What sort of legislation do we need to stop neo-Nazis marching through our streets and threatening our social cohesion?

It certainly makes sense to consider incremental changes such as banning the Nazi swastika and the wearing of full-face masks when protesting.

But really, the question is not what sort of legislation we need. The question is what sort of legislature - sort of parliament - will keep us safe?

It is reasonable to adjust laws to respond to changing threats, but we need to recognise we can’t legislate our way to safety. Australia already has some of the most extensive counterterrorism legislation in the world. Any changes we make now will bring – at best – incremental gains. And nothing we do is without cost and risk. If we succumb to the temptation to broaden the meaning of terrorism in the law, we will almost certainly weaken our counterterrorism apparatus and discredit it in the process.

Lessons from Germany

Instead of focusing on improving legislation, our focus needs to be on strengthening democracy. The experience of two leading Western democracies serve as salient reminders of the challenge we’re facing.

Probably no Western democracy has done more to counter Nazi and neo-Nazi ideas and their expression than modern Germany. If ever tighter legislation was going to keep us safe from the rise of fascism, it would have done so in Germany.

Sadly, that is not the case. Germany faces a massive problem of neo-Nazi recruitment in the ranks of the uniformed services and across German society, despite all the carefully constructed barriers against it.

Even more worrying is the rise of support for far-right politics in Germany. Every year the extremist Alternative Für Deutschland (AfD) party steadily gains ground, and were it not for the “firewall” designed to keep parties such as the AfD out of governing coalitions, the strength of its popular support would surely have earned it a place in government by now.
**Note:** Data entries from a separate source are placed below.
use anyhow::Result;
use sqlx::SqlitePool;

pub async fn run_migrations(pool: &SqlitePool) -> Result<()> {
    // Documents table. `chunking_done` is generated from the status enum:
    // the enum is the single source of truth and the boolean can never
    // disagree with it, while staying visible to readers that expect it.
    sqlx::query(
        r#"
        CREATE TABLE IF NOT EXISTS documents (
            id TEXT PRIMARY KEY,
            name TEXT NOT NULL,
            file_key TEXT,
            extracted_text TEXT,
            chunking_status TEXT NOT NULL DEFAULT 'pending',
            chunking_done INTEGER NOT NULL
                GENERATED ALWAYS AS (chunking_status = 'done') VIRTUAL,
            last_error TEXT,
            retry_count INTEGER NOT NULL DEFAULT 0,
            owner TEXT,
            created_at INTEGER NOT NULL
        )
        "#,
    )
    .execute(pool)
    .await?;

    sqlx::query(
        r#"
        CREATE TABLE IF NOT EXISTS chunks (
            id TEXT PRIMARY KEY,
            document_id TEXT NOT NULL,
            chunk_index INTEGER NOT NULL,
            content TEXT NOT NULL,
            token_count INTEGER NOT NULL,
            embedding BLOB,
            created_at INTEGER NOT NULL,
            UNIQUE(document_id, chunk_index),
            FOREIGN KEY (document_id) REFERENCES documents(id)
        )
        "#,
    )
    .execute(pool)
    .await?;

    // Queue backing store. A row is receivable while visible_at <= now
    // and attempts < the configured cap; acked rows are deleted.
    sqlx::query(
        r#"
        CREATE TABLE IF NOT EXISTS ingest_queue (
            id TEXT PRIMARY KEY,
            kind TEXT NOT NULL,
            payload TEXT NOT NULL,
            attempts INTEGER NOT NULL DEFAULT 0,
            visible_at INTEGER NOT NULL,
            enqueued_at INTEGER NOT NULL
        )
        "#,
    )
    .execute(pool)
    .await?;

    sqlx::query("CREATE INDEX IF NOT EXISTS idx_chunks_document_id ON chunks(document_id)")
        .execute(pool)
        .await?;
    sqlx::query(
        "CREATE INDEX IF NOT EXISTS idx_documents_status ON documents(chunking_status)",
    )
    .execute(pool)
    .await?;
    sqlx::query(
        "CREATE INDEX IF NOT EXISTS idx_queue_visible ON ingest_queue(kind, visible_at)",
    )
    .execute(pool)
    .await?;

    Ok(())
}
In fact, it is looking increasingly difficult to see how AfD can be kept out of power in Germany. And while it denies its clear neo-Nazi heritage, the party openly campaigns on ideas associated with white supremacists and “Germany for Germans”.

An alternative: strengthening democracy

Even more worrying than the case of Germany is that of the United States and the great Republican elephant in the room. In his first term as president, Donald Trump’s administration was divided and reluctant to implement his radical agenda. But in his second presidency, a very different administration team is working with a worrying sense of sycophantic purpose to bring about a radical reinvention of US politics and the end of US democracy as we have known it.

The Republican Party in Congress no longer works to block the president’s radical agenda. Instead, we are witnessing the implementation at scale and at a rapid pace of the radical Project 2025 plans that were carefully drawn up before Trump’s remarkable electoral victory.

The fact that court after court has declared his actions illegal does little to impede the project. The flood-the-zone strategy is clearly working and the guardrails of tradition and public expectation have shown themselves to be disturbingly weak or non-existent.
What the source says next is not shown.